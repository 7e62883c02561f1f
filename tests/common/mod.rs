//! In-memory resolver path between a client and a `DnsServer`

#![allow(dead_code)]

use async_trait::async_trait;
use std::net::SocketAddr;
use std::sync::atomic::{AtomicBool, AtomicUsize, Ordering};
use std::sync::{Arc, Mutex};
use std::time::Duration;
use tokio::time::Instant;

use socketace::command::split_request;
use socketace::dns::name::{build_hostname, strip_domain, undotify};
use socketace::dns::{
    decode, encode, encode_within, name_bytes, to_name, Message, Name, Query, RData, Record, RecordType, TXT,
};
use socketace::{DnsServer, DnsTransport, Encoder, Request, Result, ServerOptions, TunnelError};

pub const DOMAIN: &str = "t.example.org";

/// Sequence shift applied by [`Resolver::desync_next_packet`]; well past the
/// receive window
pub const SEQ_SHIFT: u16 = 200;

/// Behaviour of the simulated resolver path
#[derive(Debug, Clone)]
pub struct PathProfile {
    /// Lower-case every query name before it reaches the server
    pub fold_case: bool,
    /// Query types the path silently drops
    pub blocked: Vec<RecordType>,
    /// Largest response delivered intact; larger ones arrive truncated
    pub udp_limit: usize,
    /// TXT answers longer than this have every non-alphanumeric octet replaced
    pub mangle_txt_over: Option<usize>,
    /// The server handles the first query with this command code, but its
    /// reply never comes back
    pub lose_first_reply: Option<u8>,
}

impl Default for PathProfile {
    fn default() -> Self {
        Self {
            fold_case: false,
            blocked: Vec::new(),
            udp_limit: socketace::dns::MAX_UDP_SIZE,
            mangle_txt_over: None,
            lose_first_reply: None,
        }
    }
}

/// A `DnsTransport` that pushes every query through wire bytes into a server
pub struct Resolver {
    server: Arc<DnsServer>,
    profile: PathProfile,
    queries: Mutex<Vec<u8>>,
    lost: AtomicBool,
    multi_packet_queries: AtomicUsize,
    desync_armed: AtomicBool,
    rewritten: AtomicUsize,
    closed: AtomicBool,
}

impl Resolver {
    pub fn new(server: Arc<DnsServer>, profile: PathProfile) -> Arc<Self> {
        Arc::new(Self {
            server,
            profile,
            queries: Mutex::new(Vec::new()),
            lost: AtomicBool::new(false),
            multi_packet_queries: AtomicUsize::new(0),
            desync_armed: AtomicBool::new(false),
            rewritten: AtomicUsize::new(0),
            closed: AtomicBool::new(false),
        })
    }

    /// Command code of every query that reached the path, in order
    pub fn commands(&self) -> Vec<u8> {
        self.queries.lock().unwrap().clone()
    }

    pub fn query_count(&self) -> usize {
        self.queries.lock().unwrap().len()
    }

    /// Queries that carried more than one `Packet` question
    pub fn multi_packet_queries(&self) -> usize {
        self.multi_packet_queries.load(Ordering::SeqCst)
    }

    /// Push the sequence number of the next data-carrying packet out of the
    /// server's window. Expects a base32 upstream.
    pub fn desync_next_packet(&self) {
        self.desync_armed.store(true, Ordering::SeqCst);
    }

    /// Packets whose sequence number was shifted
    pub fn rewritten(&self) -> usize {
        self.rewritten.load(Ordering::SeqCst)
    }

    fn rewrite_questions(&self, query: &mut Message) {
        let fold = self.profile.fold_case;
        let armed = self.desync_armed.load(Ordering::SeqCst);
        if !fold && !armed {
            return;
        }

        let questions = query.take_queries();
        for question in questions {
            let mut name = question.name().clone();
            if armed && self.desync_armed.load(Ordering::SeqCst) {
                if let Some(shifted) = shift_packet_seq(&name) {
                    self.desync_armed.store(false, Ordering::SeqCst);
                    self.rewritten.fetch_add(1, Ordering::SeqCst);
                    name = shifted;
                }
            }
            if fold {
                name = name.to_lowercase();
            }
            query.add_query(Query::query(name, question.query_type()));
        }
    }

    fn mangle(&self, response: &mut Message) {
        let Some(limit) = self.profile.mangle_txt_over else {
            return;
        };
        for answer in response.take_answers() {
            let strings: Option<Vec<Vec<u8>>> = match answer.data() {
                Some(RData::TXT(txt)) if txt.txt_data().iter().map(|s| s.len()).sum::<usize>() > limit => Some(
                    txt.txt_data()
                        .iter()
                        .map(|s| {
                            s.iter()
                                .map(|&b| if b.is_ascii_alphanumeric() { b } else { b'.' })
                                .collect()
                        })
                        .collect(),
                ),
                _ => None,
            };
            let answer = match strings {
                Some(strings) => {
                    let refs: Vec<&[u8]> = strings.iter().map(Vec::as_slice).collect();
                    Record::from_rdata(answer.name().clone(), answer.ttl(), RData::TXT(TXT::from_bytes(refs)))
                }
                None => answer,
            };
            response.add_answer(answer);
        }
    }
}

/// `name` with its Packet sequence number moved [`SEQ_SHIFT`] ahead, if it
/// carries a data packet
fn shift_packet_seq(name: &Name) -> Option<Name> {
    let bytes = name_bytes(name);
    let text = undotify(strip_domain(&bytes, DOMAIN)?);
    let (command, user_id, payload) = split_request(&text).ok()?;
    let Request::Packet {
        nonce,
        last_acked,
        packet: Some(mut packet),
    } = Request::decode(command, payload, Encoder::Base32).ok()?
    else {
        return None;
    };
    packet.seq = packet.seq.wrapping_add(SEQ_SHIFT);
    let shifted = Request::Packet {
        nonce,
        last_acked,
        packet: Some(packet),
    };
    let text = shifted.to_text(user_id, Encoder::Base32).ok()?;
    to_name(&build_hostname(&text, DOMAIN).ok()?).ok()
}

pub fn server(options: ServerOptions) -> Arc<DnsServer> {
    Arc::new(DnsServer::new(ServerOptions {
        domain: DOMAIN.into(),
        ..options
    }))
}

#[async_trait]
impl DnsTransport for Resolver {
    async fn send_and_receive(&self, query: &Message, timeout: Duration) -> Result<(Message, Duration)> {
        if self.is_closed() {
            return Err(TunnelError::Closed);
        }
        let mut query = decode(&encode(query)?)?;
        let first_code = query
            .queries()
            .first()
            .and_then(|q| name_bytes(q.name()).first().copied())
            .map(|c| c.to_ascii_lowercase());
        if let Some(code) = first_code {
            self.queries.lock().unwrap().push(code);
            if code == b'k' && query.queries().len() > 1 {
                self.multi_packet_queries.fetch_add(1, Ordering::SeqCst);
            }
        }

        if query
            .queries()
            .iter()
            .any(|q| self.profile.blocked.contains(&q.query_type()))
        {
            return Err(TunnelError::Timeout(timeout));
        }
        self.rewrite_questions(&mut query);

        let mut response = tokio::time::timeout(timeout, self.server.handle(&query))
            .await
            .map_err(|_| TunnelError::Timeout(timeout))?;
        if first_code.is_some()
            && first_code == self.profile.lose_first_reply
            && !self.lost.swap(true, Ordering::SeqCst)
        {
            return Err(TunnelError::Timeout(timeout));
        }
        self.mangle(&mut response);

        let wire = encode_within(&response, self.profile.udp_limit)?;
        Ok((decode(&wire)?, Duration::ZERO))
    }

    async fn close(&self) -> Result<()> {
        self.closed.store(true, Ordering::SeqCst);
        Ok(())
    }

    fn is_closed(&self) -> bool {
        self.closed.load(Ordering::SeqCst)
    }

    fn local_addr(&self) -> Option<SocketAddr> {
        None
    }

    fn remote_addr(&self) -> Option<SocketAddr> {
        None
    }

    // answers are immediate; only the per-call timeout applies
    fn set_read_deadline(&self, _deadline: Option<Instant>) {}

    fn set_write_deadline(&self, _deadline: Option<Instant>) {}
}
//! Hostname-friendly Base64 variants.
//!
//! Both alphabets put lower case first so the leading test pattern `aA`
//! exercises a real case pair. The alternative alphabet swaps `+` for `_`
//! for resolvers that reject the former.

use base64::alphabet::Alphabet;
use base64::engine::general_purpose::{GeneralPurpose, NO_PAD};
use base64::Engine as _;
use std::sync::OnceLock;

use crate::error::DecodeError;

pub const ALPHABET: &[u8] = b"abcdefghijklmnopqrstuvwxyzABCDEFGHIJKLMNOPQRSTUVWXYZ0123456789-+";
pub const ALPHABET_ALT: &[u8] = b"abcdefghijklmnopqrstuvwxyzABCDEFGHIJKLMNOPQRSTUVWXYZ0123456789-_";

fn build(symbols: &str) -> GeneralPurpose {
    let alphabet = Alphabet::new(symbols).expect("static base64 alphabet is valid");
    GeneralPurpose::new(&alphabet, NO_PAD)
}

fn engine() -> &'static GeneralPurpose {
    static ENGINE: OnceLock<GeneralPurpose> = OnceLock::new();
    ENGINE.get_or_init(|| {
        build("abcdefghijklmnopqrstuvwxyzABCDEFGHIJKLMNOPQRSTUVWXYZ0123456789-+")
    })
}

fn engine_alt() -> &'static GeneralPurpose {
    static ENGINE: OnceLock<GeneralPurpose> = OnceLock::new();
    ENGINE.get_or_init(|| {
        build("abcdefghijklmnopqrstuvwxyzABCDEFGHIJKLMNOPQRSTUVWXYZ0123456789-_")
    })
}

fn map_error(err: base64::DecodeError, text: &[u8]) -> DecodeError {
    match err {
        base64::DecodeError::InvalidByte(offset, symbol) => {
            DecodeError::InvalidSymbol { symbol, offset }
        }
        base64::DecodeError::InvalidLastSymbol(_, _) => DecodeError::TrailingBits,
        _ => DecodeError::InvalidLength(text.len()),
    }
}

pub fn encode(data: &[u8]) -> Vec<u8> {
    engine().encode(data).into_bytes()
}

pub fn decode(text: &[u8]) -> Result<Vec<u8>, DecodeError> {
    engine().decode(text).map_err(|e| map_error(e, text))
}

pub fn encode_alt(data: &[u8]) -> Vec<u8> {
    engine_alt().encode(data).into_bytes()
}

pub fn decode_alt(text: &[u8]) -> Result<Vec<u8>, DecodeError> {
    engine_alt().decode(text).map_err(|e| map_error(e, text))
}

#[cfg(test)]
mod tests {
    use super::*;

    #[test]
    fn test_variants_differ_only_in_last_symbol() {
        let data = [0xfb, 0xff, 0xbf];
        assert_eq!(encode(&data), b"-+-+".to_vec());
        assert_eq!(encode_alt(&data), b"-_-_".to_vec());
        assert!(decode_alt(b"-+-+").is_err());
    }

    #[test]
    fn test_case_is_significant() {
        let lower = decode(b"aaaa").unwrap();
        let upper = decode(b"AAAA").unwrap();
        assert_ne!(lower, upper);
    }
}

***

[Aim of the task]: Report each line of the data that includes the string "response".

[Result for this task]:
    /// Largest response delivered intact; larger ones arrive truncated
    fn mangle(&self, response: &mut Message) {
        for answer in response.take_answers() {
            response.add_answer(answer);
        let mut response = tokio::time::timeout(timeout, self.server.handle(&query))
        self.mangle(&mut response);
        let wire = encode_within(&response, self.profile.udp_limit)?;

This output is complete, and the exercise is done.